**Stored data**
· · · ·

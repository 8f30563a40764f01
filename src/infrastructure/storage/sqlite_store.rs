use crate::application::ports::key_value_store::KeyValueStore;
use crate::shared::config::StorageConfig;
use crate::shared::error::AppError;
use async_trait::async_trait;
use bytes::Bytes;
use chrono::Utc;
use sqlx::sqlite::SqlitePoolOptions;
use sqlx::{Executor, Pool, Row, Sqlite};

const SCHEMA: &str = r#"
CREATE TABLE IF NOT EXISTS kv_store (
    key TEXT PRIMARY KEY NOT NULL,
    value BLOB NOT NULL,
    updated_at INTEGER NOT NULL
)
"#;

/// SQLite-backed durable store. Each `set` is a single-row upsert, which is
/// atomic per key.
#[derive(Clone)]
pub struct SqliteKeyValueStore {
    pool: Pool<Sqlite>,
}

impl SqliteKeyValueStore {
    pub fn new(pool: Pool<Sqlite>) -> Self {
        Self { pool }
    }

    pub async fn connect(config: &StorageConfig) -> Result<Self, AppError> {
        if let Some(path) = sqlite_file_path(&config.database_url) {
            if let Some(parent) = std::path::Path::new(path).parent() {
                if !parent.as_os_str().is_empty() {
                    tokio::fs::create_dir_all(parent).await?;
                }
            }
        }

        let pool = SqlitePoolOptions::new()
            .max_connections(config.max_connections)
            .connect(&config.database_url)
            .await?;

        let store = Self::new(pool);
        store.ensure_schema().await?;
        tracing::info!(
            target: "offline::storage",
            url = %config.database_url,
            "sqlite key-value store ready"
        );
        Ok(store)
    }

    pub async fn ensure_schema(&self) -> Result<(), AppError> {
        self.pool.execute(SCHEMA).await?;
        Ok(())
    }

    pub fn pool(&self) -> &Pool<Sqlite> {
        &self.pool
    }
}

fn sqlite_file_path(url: &str) -> Option<&str> {
    let rest = url.strip_prefix("sqlite://").or_else(|| url.strip_prefix("sqlite:"))?;
    let path = rest.split('?').next().unwrap_or(rest);
    if path.is_empty() || path.starts_with(":memory:") {
        None
    } else {
        Some(path)
    }
}

#[async_trait]
impl KeyValueStore for SqliteKeyValueStore {
    async fn get(&self, key: &str) -> Result<Option<Bytes>, AppError> {
        let row = sqlx::query("SELECT value FROM kv_store WHERE key = ?1")
            .bind(key)
            .fetch_optional(&self.pool)
            .await?;

        match row {
            Some(row) => {
                let value: Vec<u8> = row.try_get("value")?;
                Ok(Some(Bytes::from(value)))
            }
            None => Ok(None),
        }
    }

    async fn set(&self, key: &str, value: Bytes) -> Result<(), AppError> {
        sqlx::query(
            r#"
            INSERT INTO kv_store (key, value, updated_at) VALUES (?1, ?2, ?3)
            ON CONFLICT(key) DO UPDATE SET
                value = excluded.value,
                updated_at = excluded.updated_at
            "#,
        )
        .bind(key)
        .bind(value.as_ref())
        .bind(Utc::now().timestamp_millis())
        .execute(&self.pool)
        .await
        .map_err(|err| AppError::Storage(format!("failed to write '{key}': {err}")))?;
        Ok(())
    }

    async fn remove(&self, key: &str) -> Result<(), AppError> {
        sqlx::query("DELETE FROM kv_store WHERE key = ?1")
            .bind(key)
            .execute(&self.pool)
            .await
            .map_err(|err| AppError::Storage(format!("failed to remove '{key}': {err}")))?;
        Ok(())
    }
}

#[cfg(test)]
mod tests {
    use super::*;

    async fn setup_store() -> SqliteKeyValueStore {
        let pool = SqlitePoolOptions::new()
            .max_connections(1)
            .connect("sqlite::memory:")
            .await
            .unwrap();
        let store = SqliteKeyValueStore::new(pool);
        store.ensure_schema().await.unwrap();
        store
    }

    #[tokio::test]
    async fn test_set_overwrites_existing_value() {
        let store = setup_store().await;

        store.set("queue", Bytes::from_static(b"[1]")).await.unwrap();
        store.set("queue", Bytes::from_static(b"[1,2]")).await.unwrap();

        assert_eq!(
            store.get("queue").await.unwrap(),
            Some(Bytes::from_static(b"[1,2]"))
        );

        let (count,): (i64,) = sqlx::query_as("SELECT COUNT(*) FROM kv_store")
            .fetch_one(store.pool())
            .await
            .unwrap();
        assert_eq!(count, 1);
    }

    #[tokio::test]
    async fn test_remove_missing_key_is_noop() {
        let store = setup_store().await;
        store.remove("nothing").await.unwrap();
        assert!(store.get("nothing").await.unwrap().is_none());
    }

    #[test]
    fn test_sqlite_file_path_parsing() {
        assert_eq!(
            sqlite_file_path("sqlite:/tmp/a/offline.db?mode=rwc"),
            Some("/tmp/a/offline.db")
        );
        assert_eq!(sqlite_file_path("sqlite://data/x.db"), Some("data/x.db"));
        assert_eq!(sqlite_file_path("sqlite::memory:"), None);
        assert_eq!(sqlite_file_path("postgres://x"), None);
    }
}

· · · ·

**What you will do**
Your reply should consist of one number: how many lines in the entries contain the string "nothing".

**Answer to this exercise**
2